Where a line of the entries holds the string "required", copy that line.
Records for the task Block Start
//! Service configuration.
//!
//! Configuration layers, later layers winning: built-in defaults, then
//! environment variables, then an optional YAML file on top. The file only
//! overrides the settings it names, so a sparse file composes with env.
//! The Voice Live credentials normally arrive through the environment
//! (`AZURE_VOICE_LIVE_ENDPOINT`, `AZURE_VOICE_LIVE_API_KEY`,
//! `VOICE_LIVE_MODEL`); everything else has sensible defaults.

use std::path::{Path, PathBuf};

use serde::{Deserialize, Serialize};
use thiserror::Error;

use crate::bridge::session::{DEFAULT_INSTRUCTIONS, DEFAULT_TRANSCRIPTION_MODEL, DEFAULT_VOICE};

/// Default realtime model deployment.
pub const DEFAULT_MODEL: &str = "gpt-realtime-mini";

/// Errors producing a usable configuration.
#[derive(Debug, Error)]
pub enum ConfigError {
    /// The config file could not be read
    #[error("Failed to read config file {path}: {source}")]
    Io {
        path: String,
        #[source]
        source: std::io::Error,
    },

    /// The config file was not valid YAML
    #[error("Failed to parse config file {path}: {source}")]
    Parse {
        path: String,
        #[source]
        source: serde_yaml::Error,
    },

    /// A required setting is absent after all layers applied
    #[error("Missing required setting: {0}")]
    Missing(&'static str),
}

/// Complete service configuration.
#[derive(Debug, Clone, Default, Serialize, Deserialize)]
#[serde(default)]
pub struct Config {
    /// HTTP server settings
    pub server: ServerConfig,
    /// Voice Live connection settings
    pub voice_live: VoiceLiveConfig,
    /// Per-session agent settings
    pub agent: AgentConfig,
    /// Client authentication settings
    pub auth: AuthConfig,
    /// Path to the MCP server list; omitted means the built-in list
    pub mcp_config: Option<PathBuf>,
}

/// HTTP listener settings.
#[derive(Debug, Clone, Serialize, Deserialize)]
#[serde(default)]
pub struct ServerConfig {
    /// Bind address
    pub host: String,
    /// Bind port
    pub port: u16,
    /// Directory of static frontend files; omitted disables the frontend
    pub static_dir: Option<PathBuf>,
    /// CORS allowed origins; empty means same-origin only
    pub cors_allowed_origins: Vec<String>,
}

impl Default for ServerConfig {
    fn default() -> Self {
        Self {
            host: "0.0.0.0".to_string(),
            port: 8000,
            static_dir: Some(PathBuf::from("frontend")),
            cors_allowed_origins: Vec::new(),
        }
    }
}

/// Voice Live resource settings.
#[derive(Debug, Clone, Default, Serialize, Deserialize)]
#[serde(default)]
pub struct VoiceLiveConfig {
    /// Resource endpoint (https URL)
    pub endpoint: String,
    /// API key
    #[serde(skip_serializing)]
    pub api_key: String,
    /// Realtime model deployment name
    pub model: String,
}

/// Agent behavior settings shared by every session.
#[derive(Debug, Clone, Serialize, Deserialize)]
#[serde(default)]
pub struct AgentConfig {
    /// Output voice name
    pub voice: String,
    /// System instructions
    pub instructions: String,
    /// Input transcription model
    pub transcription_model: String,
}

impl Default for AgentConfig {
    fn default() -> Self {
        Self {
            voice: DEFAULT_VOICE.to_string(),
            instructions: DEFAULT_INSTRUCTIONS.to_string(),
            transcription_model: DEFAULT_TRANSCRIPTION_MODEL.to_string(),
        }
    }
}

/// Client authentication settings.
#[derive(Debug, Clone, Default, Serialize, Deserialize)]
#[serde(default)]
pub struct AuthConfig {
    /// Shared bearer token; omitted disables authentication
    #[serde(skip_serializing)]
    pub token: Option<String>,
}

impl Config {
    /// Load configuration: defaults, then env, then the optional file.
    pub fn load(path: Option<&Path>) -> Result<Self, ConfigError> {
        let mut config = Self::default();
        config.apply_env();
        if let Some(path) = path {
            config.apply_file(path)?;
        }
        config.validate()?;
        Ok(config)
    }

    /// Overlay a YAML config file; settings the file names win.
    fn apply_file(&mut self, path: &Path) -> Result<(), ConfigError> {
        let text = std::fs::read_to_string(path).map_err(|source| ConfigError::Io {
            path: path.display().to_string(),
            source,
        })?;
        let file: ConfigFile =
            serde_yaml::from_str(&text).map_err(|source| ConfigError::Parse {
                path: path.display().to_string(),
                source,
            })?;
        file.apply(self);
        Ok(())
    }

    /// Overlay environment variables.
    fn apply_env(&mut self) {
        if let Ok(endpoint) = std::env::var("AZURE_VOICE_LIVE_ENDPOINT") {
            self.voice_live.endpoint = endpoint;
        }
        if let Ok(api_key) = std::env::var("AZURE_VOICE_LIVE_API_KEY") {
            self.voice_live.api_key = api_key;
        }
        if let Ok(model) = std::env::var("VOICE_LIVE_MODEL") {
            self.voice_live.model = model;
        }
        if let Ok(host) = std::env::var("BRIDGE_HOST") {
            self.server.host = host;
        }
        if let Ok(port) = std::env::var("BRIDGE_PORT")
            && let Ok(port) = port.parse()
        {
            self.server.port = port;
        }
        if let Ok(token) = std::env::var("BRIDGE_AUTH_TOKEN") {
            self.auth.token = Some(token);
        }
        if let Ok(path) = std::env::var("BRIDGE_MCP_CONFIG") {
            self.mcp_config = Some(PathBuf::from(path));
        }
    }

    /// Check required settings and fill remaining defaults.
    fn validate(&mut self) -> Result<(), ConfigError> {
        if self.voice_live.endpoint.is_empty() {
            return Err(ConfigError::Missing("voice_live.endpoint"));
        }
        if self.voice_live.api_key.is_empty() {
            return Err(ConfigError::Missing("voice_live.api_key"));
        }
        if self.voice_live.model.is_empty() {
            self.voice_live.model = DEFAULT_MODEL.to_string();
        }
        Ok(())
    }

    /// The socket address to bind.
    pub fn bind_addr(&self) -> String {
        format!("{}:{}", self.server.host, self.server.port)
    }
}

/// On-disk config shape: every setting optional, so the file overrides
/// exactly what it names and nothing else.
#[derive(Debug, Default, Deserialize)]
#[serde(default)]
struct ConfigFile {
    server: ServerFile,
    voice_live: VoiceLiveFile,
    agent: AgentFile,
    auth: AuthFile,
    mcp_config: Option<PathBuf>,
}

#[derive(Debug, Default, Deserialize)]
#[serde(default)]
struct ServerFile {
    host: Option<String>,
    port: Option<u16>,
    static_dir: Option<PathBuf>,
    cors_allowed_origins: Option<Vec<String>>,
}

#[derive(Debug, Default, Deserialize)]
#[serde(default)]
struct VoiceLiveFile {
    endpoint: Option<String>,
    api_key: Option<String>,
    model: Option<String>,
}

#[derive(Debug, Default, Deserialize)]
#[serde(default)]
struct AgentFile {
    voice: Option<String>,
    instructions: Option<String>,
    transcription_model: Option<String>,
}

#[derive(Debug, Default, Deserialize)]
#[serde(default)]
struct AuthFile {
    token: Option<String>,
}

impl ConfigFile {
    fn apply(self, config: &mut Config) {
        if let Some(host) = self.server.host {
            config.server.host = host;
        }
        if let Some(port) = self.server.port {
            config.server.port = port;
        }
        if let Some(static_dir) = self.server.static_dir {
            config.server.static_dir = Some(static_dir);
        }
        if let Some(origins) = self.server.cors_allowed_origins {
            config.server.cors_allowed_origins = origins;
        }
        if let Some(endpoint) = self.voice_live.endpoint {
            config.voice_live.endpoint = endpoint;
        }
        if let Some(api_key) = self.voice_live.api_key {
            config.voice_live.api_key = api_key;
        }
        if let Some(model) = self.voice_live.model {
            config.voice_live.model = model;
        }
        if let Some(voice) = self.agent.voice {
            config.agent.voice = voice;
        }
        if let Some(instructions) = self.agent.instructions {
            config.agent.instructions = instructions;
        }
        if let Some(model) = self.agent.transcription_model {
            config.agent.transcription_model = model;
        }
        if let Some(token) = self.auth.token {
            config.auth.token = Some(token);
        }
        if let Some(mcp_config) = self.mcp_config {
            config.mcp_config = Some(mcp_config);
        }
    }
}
Records for the task Block End
Your solution
    /// A required setting is absent after all layers applied
    #[error("Missing required setting: {0}")]
    /// Check required settings and fill remaining defaults.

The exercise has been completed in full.